• What you need to do
Provide nothing except how many lines of the data contain the word "InvalidParameterName".
**** Data supplied ****
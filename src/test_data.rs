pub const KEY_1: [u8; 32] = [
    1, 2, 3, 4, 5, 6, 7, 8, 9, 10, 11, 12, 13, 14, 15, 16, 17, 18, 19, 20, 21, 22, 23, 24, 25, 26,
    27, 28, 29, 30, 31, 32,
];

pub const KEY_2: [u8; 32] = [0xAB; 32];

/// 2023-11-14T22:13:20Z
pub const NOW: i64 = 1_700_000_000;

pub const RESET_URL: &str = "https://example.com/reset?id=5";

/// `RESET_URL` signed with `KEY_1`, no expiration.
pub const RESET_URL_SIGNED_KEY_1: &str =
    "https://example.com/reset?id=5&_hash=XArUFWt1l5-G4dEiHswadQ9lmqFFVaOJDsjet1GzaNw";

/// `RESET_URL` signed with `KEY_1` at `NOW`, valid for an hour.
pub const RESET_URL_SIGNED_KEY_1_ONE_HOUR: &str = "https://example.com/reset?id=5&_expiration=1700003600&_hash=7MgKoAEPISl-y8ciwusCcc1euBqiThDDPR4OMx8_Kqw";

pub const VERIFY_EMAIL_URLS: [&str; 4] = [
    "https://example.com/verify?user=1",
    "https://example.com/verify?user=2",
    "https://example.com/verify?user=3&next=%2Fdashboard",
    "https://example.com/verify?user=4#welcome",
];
****
**** Data supplied ****
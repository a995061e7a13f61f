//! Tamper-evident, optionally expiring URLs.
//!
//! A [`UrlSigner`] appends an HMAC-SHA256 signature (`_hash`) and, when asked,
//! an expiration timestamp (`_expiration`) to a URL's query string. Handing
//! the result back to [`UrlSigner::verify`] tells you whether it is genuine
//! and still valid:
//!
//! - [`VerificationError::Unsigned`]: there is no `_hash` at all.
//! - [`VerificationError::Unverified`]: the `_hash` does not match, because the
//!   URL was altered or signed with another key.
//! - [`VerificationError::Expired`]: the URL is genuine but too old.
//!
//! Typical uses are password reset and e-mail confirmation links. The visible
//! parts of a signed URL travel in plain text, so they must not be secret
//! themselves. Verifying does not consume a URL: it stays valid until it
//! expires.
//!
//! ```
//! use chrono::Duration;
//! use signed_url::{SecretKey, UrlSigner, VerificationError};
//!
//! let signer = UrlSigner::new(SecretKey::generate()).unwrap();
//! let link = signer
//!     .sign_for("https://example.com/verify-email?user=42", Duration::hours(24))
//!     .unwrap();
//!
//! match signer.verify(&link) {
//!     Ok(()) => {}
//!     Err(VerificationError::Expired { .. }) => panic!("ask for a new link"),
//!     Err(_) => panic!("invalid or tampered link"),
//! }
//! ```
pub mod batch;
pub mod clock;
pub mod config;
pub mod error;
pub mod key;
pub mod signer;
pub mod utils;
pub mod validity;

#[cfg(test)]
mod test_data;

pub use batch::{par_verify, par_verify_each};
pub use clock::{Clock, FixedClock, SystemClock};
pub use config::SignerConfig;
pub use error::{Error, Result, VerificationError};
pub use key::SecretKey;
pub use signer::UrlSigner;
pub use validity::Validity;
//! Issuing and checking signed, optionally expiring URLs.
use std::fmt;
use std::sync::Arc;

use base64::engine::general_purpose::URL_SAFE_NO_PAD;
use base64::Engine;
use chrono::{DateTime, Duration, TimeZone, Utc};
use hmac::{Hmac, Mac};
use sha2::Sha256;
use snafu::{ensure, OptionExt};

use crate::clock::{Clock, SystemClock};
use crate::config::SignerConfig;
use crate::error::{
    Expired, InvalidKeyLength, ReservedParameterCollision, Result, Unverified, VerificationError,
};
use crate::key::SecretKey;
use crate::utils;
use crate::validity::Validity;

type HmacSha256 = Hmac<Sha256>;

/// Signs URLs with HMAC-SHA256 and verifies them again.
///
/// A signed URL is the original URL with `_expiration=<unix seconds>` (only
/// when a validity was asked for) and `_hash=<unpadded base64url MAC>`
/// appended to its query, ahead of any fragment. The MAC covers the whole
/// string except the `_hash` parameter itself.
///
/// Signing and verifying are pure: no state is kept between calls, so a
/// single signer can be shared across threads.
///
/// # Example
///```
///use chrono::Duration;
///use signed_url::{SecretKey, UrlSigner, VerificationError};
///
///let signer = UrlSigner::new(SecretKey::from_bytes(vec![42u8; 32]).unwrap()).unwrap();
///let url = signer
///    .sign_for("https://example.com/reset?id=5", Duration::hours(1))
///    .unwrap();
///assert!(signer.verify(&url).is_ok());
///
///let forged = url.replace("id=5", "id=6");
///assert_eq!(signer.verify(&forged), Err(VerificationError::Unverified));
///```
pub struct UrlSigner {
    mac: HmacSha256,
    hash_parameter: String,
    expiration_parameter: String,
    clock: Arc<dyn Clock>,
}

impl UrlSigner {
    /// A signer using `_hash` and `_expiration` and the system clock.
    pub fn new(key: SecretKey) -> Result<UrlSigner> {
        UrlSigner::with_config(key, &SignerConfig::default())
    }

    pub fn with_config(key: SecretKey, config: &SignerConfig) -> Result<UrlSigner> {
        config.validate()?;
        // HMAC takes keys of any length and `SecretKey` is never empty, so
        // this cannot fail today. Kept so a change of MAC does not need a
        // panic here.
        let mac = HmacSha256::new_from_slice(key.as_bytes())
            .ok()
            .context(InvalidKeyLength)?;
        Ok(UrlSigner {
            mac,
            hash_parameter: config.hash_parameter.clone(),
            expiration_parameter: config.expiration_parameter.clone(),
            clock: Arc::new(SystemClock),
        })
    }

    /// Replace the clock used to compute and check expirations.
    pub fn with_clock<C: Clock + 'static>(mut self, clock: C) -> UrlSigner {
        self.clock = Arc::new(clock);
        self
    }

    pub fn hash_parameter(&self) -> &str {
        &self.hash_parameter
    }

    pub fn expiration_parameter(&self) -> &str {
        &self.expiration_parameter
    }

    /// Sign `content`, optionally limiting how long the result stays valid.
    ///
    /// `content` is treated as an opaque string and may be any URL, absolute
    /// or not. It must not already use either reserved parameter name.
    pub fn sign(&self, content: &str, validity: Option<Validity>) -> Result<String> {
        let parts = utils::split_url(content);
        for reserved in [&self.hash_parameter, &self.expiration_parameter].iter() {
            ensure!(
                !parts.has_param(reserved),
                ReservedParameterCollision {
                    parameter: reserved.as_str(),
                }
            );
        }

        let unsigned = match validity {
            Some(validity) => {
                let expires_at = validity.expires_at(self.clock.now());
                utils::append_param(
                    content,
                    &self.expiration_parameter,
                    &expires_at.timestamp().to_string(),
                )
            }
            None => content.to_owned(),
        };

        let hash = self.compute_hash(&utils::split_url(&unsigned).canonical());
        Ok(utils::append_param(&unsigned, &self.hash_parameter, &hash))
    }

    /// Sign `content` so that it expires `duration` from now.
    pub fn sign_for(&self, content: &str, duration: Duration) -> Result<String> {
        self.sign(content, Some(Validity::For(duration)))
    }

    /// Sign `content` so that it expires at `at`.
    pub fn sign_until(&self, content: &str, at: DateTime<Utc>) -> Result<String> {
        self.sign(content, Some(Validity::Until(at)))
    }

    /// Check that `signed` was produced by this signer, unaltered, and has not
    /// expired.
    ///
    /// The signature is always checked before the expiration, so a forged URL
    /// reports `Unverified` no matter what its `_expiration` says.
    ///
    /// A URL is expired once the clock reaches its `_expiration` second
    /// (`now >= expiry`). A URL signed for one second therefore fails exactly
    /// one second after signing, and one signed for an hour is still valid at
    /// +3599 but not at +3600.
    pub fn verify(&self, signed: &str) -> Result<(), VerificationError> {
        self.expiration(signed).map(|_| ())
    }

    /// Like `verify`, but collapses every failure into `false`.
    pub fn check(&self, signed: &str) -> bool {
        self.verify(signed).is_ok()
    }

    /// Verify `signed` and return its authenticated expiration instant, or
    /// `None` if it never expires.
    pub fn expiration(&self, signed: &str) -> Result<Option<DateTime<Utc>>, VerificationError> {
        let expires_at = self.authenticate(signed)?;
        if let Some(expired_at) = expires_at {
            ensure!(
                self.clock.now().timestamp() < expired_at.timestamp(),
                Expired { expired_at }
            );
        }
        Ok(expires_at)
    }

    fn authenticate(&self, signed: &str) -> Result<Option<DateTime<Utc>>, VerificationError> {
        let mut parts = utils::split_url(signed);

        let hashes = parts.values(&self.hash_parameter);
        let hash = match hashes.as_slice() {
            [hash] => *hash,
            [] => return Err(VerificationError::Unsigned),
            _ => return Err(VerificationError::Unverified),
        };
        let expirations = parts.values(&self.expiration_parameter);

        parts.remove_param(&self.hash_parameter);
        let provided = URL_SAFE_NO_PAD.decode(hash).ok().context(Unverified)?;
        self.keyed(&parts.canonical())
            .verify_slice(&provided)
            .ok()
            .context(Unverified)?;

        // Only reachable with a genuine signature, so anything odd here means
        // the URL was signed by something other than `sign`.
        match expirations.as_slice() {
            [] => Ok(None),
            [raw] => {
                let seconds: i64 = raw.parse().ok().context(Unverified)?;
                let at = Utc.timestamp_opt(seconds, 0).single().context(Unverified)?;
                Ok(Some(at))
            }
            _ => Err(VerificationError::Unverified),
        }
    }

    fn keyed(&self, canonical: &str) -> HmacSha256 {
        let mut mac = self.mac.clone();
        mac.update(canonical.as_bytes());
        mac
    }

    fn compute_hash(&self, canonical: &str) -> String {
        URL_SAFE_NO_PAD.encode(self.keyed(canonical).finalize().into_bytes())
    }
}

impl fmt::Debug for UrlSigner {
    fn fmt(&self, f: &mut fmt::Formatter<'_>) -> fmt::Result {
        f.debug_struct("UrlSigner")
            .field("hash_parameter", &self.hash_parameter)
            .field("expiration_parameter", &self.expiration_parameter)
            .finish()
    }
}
****
**** Data supplied ****
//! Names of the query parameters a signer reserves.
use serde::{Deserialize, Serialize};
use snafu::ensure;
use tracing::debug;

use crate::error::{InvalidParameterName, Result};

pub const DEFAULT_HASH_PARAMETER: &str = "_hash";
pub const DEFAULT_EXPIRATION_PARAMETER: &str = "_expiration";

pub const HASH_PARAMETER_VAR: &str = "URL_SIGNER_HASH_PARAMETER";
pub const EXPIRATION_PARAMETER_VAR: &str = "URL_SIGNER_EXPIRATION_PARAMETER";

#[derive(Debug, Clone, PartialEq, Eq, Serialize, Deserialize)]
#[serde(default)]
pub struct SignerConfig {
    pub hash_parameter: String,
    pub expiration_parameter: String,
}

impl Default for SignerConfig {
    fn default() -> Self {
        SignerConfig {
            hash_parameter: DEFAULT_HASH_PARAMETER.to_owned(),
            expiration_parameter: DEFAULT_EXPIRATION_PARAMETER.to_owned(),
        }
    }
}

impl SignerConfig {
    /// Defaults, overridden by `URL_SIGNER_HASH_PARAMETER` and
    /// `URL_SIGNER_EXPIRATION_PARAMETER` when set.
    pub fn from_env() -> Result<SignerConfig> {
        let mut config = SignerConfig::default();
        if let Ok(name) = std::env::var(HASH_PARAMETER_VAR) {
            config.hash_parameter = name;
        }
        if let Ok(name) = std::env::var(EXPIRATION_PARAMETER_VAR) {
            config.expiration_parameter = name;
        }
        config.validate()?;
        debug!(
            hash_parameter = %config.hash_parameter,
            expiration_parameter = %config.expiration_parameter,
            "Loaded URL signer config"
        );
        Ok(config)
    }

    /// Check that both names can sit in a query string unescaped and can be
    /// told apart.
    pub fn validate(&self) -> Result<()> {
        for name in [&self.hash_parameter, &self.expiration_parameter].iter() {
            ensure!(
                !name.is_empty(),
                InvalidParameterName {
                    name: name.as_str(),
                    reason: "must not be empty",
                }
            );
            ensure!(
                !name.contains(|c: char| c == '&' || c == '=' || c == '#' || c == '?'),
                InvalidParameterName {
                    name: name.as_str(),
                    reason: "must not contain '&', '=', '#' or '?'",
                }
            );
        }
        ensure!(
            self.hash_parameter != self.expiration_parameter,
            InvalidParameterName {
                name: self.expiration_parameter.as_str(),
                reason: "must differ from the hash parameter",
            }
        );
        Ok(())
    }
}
****
• Written solution
4